How to Implement API Rate Limiting Using Middleware in ASP.NET Core?

Aarav Patel
14h
1.4k
0
1

Article

API Rate Limiting is a critical mechanism that controls the number of requests a client can make to an API within a specified time window. In modern ASP.NET Core Web API applications, especially those exposed publicly over the internet, rate limiting protects against abuse, denial-of-service attacks, brute-force attempts, and excessive resource consumption. Implementing rate limiting using middleware allows centralized control over request throttling and ensures consistent enforcement across all endpoints.

This article explains how to implement API rate limiting with middleware in ASP.NET Core, covering internal concepts, algorithms, practical implementation, real-world scenarios, advantages and disadvantages, and production best practices.

What Is API Rate Limiting?

API Rate Limiting restricts the number of HTTP requests a client (identified by IP address, API key, or user identity) can send within a defined time period.

In simple terms, it sets a speed limit for API usage.

Example:

100 requests per minute per IP
1,000 requests per hour per API key
10 login attempts per 5 minutes per user

If a client exceeds the limit, the server responds with HTTP 429 (Too Many Requests).

Why Rate Limiting Is Important in Cloud Applications

In cloud-hosted ASP.NET Core applications:

APIs may be publicly accessible.
Bots can flood endpoints.
Attackers may attempt brute-force logins.
A single client may consume excessive CPU or database resources.

Without rate limiting, one malicious or misconfigured client can degrade service for all users.

Real-World Analogy

Think of an API like a highway toll booth.

If one vehicle keeps circling and blocking the booth, others cannot pass. Rate limiting acts like traffic control, ensuring fair access to all drivers.

Common Rate Limiting Algorithms

Before implementing middleware, it is important to understand common strategies.

1. Fixed Window

Allows a fixed number of requests in a specific time window.

Example: 100 requests per minute.

2. Sliding Window

Tracks requests over a rolling time period for smoother control.

3. Token Bucket

Tokens are added at a fixed rate.

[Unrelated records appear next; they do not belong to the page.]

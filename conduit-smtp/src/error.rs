//! Error types for the SMTP side of the relay.

use std::{
    io,
    net::{IpAddr, SocketAddr},
    time::Duration,
};

use thiserror::Error;

/// Errors ending a single client session.
#[derive(Debug, Error)]
pub enum SessionError {
    /// Reading from or writing to the client failed.
    #[error("Connection error: {0}")]
    Connection(#[from] io::Error),

    /// The client sent nothing for longer than the command timeout.
    #[error("Client idle for more than {}s", .0.as_secs())]
    Timeout(Duration),
}

/// Errors from the listener itself. Any of these ends the listener unit and
/// is handled by the supervisor.
#[derive(Debug, Error)]
pub enum ListenerError {
    #[error("Unable to bind {address}: {source}")]
    Bind {
        address: SocketAddr,
        #[source]
        source: io::Error,
    },

    #[error("Failed to accept connection: {0}")]
    Accept(#[source] io::Error),
}

/// Why a recipient was refused. Never retried; nothing is queued.
#[derive(Debug, Error, Clone, PartialEq, Eq)]
pub enum VerifyError {
    /// The peer is outside every permitted subnet. Ends the session.
    #[error("{0} not permitted")]
    Source(IpAddr),

    /// The recipient's domain is not relayed. Only this recipient is refused.
    #[error("not relaying to that domain")]
    Domain(String),
}

impl VerifyError {
    pub const fn closes_session(&self) -> bool {
        matches!(self, Self::Source(_))
    }
}

/// Reasons a received message cannot be turned into an envelope.
#[derive(Debug, Error)]
pub enum TransformError {
    #[error("No valid recipients")]
    NoRecipients,

    #[error("Malformed header line: {0}")]
    MalformedHeader(String),

    #[error("Unable to parse headers: {0}")]
    Parse(#[from] mailparse::MailParseError),
}
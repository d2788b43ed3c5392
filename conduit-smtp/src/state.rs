use core::fmt::{self, Display, Formatter};

use crate::command::{Command, HeloVariant};

/// Where a session is in the SMTP dialogue.
///
/// The states only describe sequencing; the data a transaction accumulates
/// lives in [`Transaction`].
#[derive(Debug, Default, Clone, Copy, PartialEq, Eq)]
pub enum State {
    #[default]
    Connected,
    GreetingSent,
    Greeted,
    SenderSet,
    RecipientAccumulating,
    DataReceiving,
    /// The last message was accepted; behaves as [`State::Greeted`]
    Queued,
    /// The last message was refused; behaves as [`State::Greeted`]
    Rejected,
    Closed,
}

impl Display for State {
    fn fmt(&self, fmt: &mut Formatter<'_>) -> fmt::Result {
        fmt.write_str(match self {
            Self::Connected => "Connected",
            Self::GreetingSent => "GreetingSent",
            Self::Greeted => "Greeted",
            Self::SenderSet => "SenderSet",
            Self::RecipientAccumulating => "RecipientAccumulating",
            Self::DataReceiving => "DataReceiving",
            Self::Queued => "Queued",
            Self::Rejected => "Rejected",
            Self::Closed => "Closed",
        })
    }
}

/// What the client has told us so far in this session.
#[derive(Debug, Default, Clone, PartialEq, Eq)]
pub struct Transaction {
    pub helo: Option<HeloVariant>,
    /// Empty for a null reverse-path
    pub sender: String,
    pub recipients: Vec<String>,
}

impl Transaction {
    /// Forget the current mail transaction, keeping the greeting.
    pub fn reset(&mut self) {
        self.sender.clear();
        self.recipients.clear();
    }
}

/// A command arrived in a state that does not allow it.
#[derive(Debug, Clone, Copy, PartialEq, Eq)]
pub struct OutOfSequence(pub &'static str);

impl State {
    /// Whether a new mail transaction may start here
    pub const fn is_ready(self) -> bool {
        matches!(self, Self::Greeted | Self::Queued | Self::Rejected)
    }

    pub const fn accepts_recipients(self) -> bool {
        matches!(self, Self::SenderSet | Self::RecipientAccumulating)
    }

    pub const fn is_closed(self) -> bool {
        matches!(self, Self::Closed)
    }

    /// Advance on `command`, recording what it carries in `txn`.
    ///
    /// Commands that never change the dialogue (`NOOP`, `HELP`, `VRFY` and
    /// unparseable input) leave the state as it is.
    ///
    /// # Errors
    /// If `command` is not allowed in this state. Neither the state nor `txn`
    /// are changed in that case.
    pub fn transition(self, command: Command, txn: &mut Transaction) -> Result<Self, OutOfSequence> {
        match (self, command) {
            (Self::Connected, _) => Err(OutOfSequence("Greeting not sent")),
            (Self::Closed, _) => Err(OutOfSequence("Connection closed")),
            (Self::DataReceiving, _) => Err(OutOfSequence("Message data in progress")),

            (_, Command::Quit) => Ok(Self::Closed),

            (_, Command::Helo(helo)) => {
                txn.reset();
                txn.helo = Some(helo);
                Ok(Self::Greeted)
            }

            (_, Command::Rset) => {
                txn.reset();
                Ok(if txn.helo.is_some() {
                    Self::Greeted
                } else {
                    Self::GreetingSent
                })
            }

            (state, Command::MailFrom(sender)) if state.is_ready() => {
                txn.sender = sender.unwrap_or_default();
                txn.recipients.clear();
                Ok(Self::SenderSet)
            }
            (Self::GreetingSent, Command::MailFrom(_)) => Err(OutOfSequence("Send HELO/EHLO first")),
            (_, Command::MailFrom(_)) => Err(OutOfSequence("Sender already specified")),

            (state, Command::RcptTo(rcpt)) if state.accepts_recipients() => {
                txn.recipients.push(rcpt);
                Ok(Self::RecipientAccumulating)
            }
            (_, Command::RcptTo(_)) => Err(OutOfSequence("Need MAIL before RCPT")),

            (Self::RecipientAccumulating, Command::Data) => Ok(Self::DataReceiving),
            (Self::SenderSet, Command::Data) => Err(OutOfSequence("Need RCPT before DATA")),
            (_, Command::Data) => Err(OutOfSequence("Need MAIL before DATA")),

            (
                state,
                Command::Noop | Command::Help | Command::Vrfy | Command::Invalid(_) | Command::Unknown(_),
            ) => Ok(state),
        }
    }
}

Each request consumes a token.

4. Leaky Bucket

Requests are processed at a fixed rate regardless of burst traffic.

Difference Between Rate Limiting Algorithms

Feature	Fixed Window	Sliding Window	Token Bucket	Leaky Bucket
Burst Handling	Weak	Moderate	Strong	Moderate
Implementation Complexity	Simple	Medium	Medium	Medium
Memory Usage	Low	Higher	Moderate	Moderate
Accuracy	Basic	High	High	Controlled
Suitable For	Basic APIs	Public APIs	High-traffic APIs	Stream control
Traffic Smoothness	Poor	Good	Very Good	Very Good

For most applications, Fixed Window or Token Bucket is sufficient.

Implementing Rate Limiting Using Built-In ASP.NET Core Middleware

Modern ASP.NET Core includes built-in rate limiting support.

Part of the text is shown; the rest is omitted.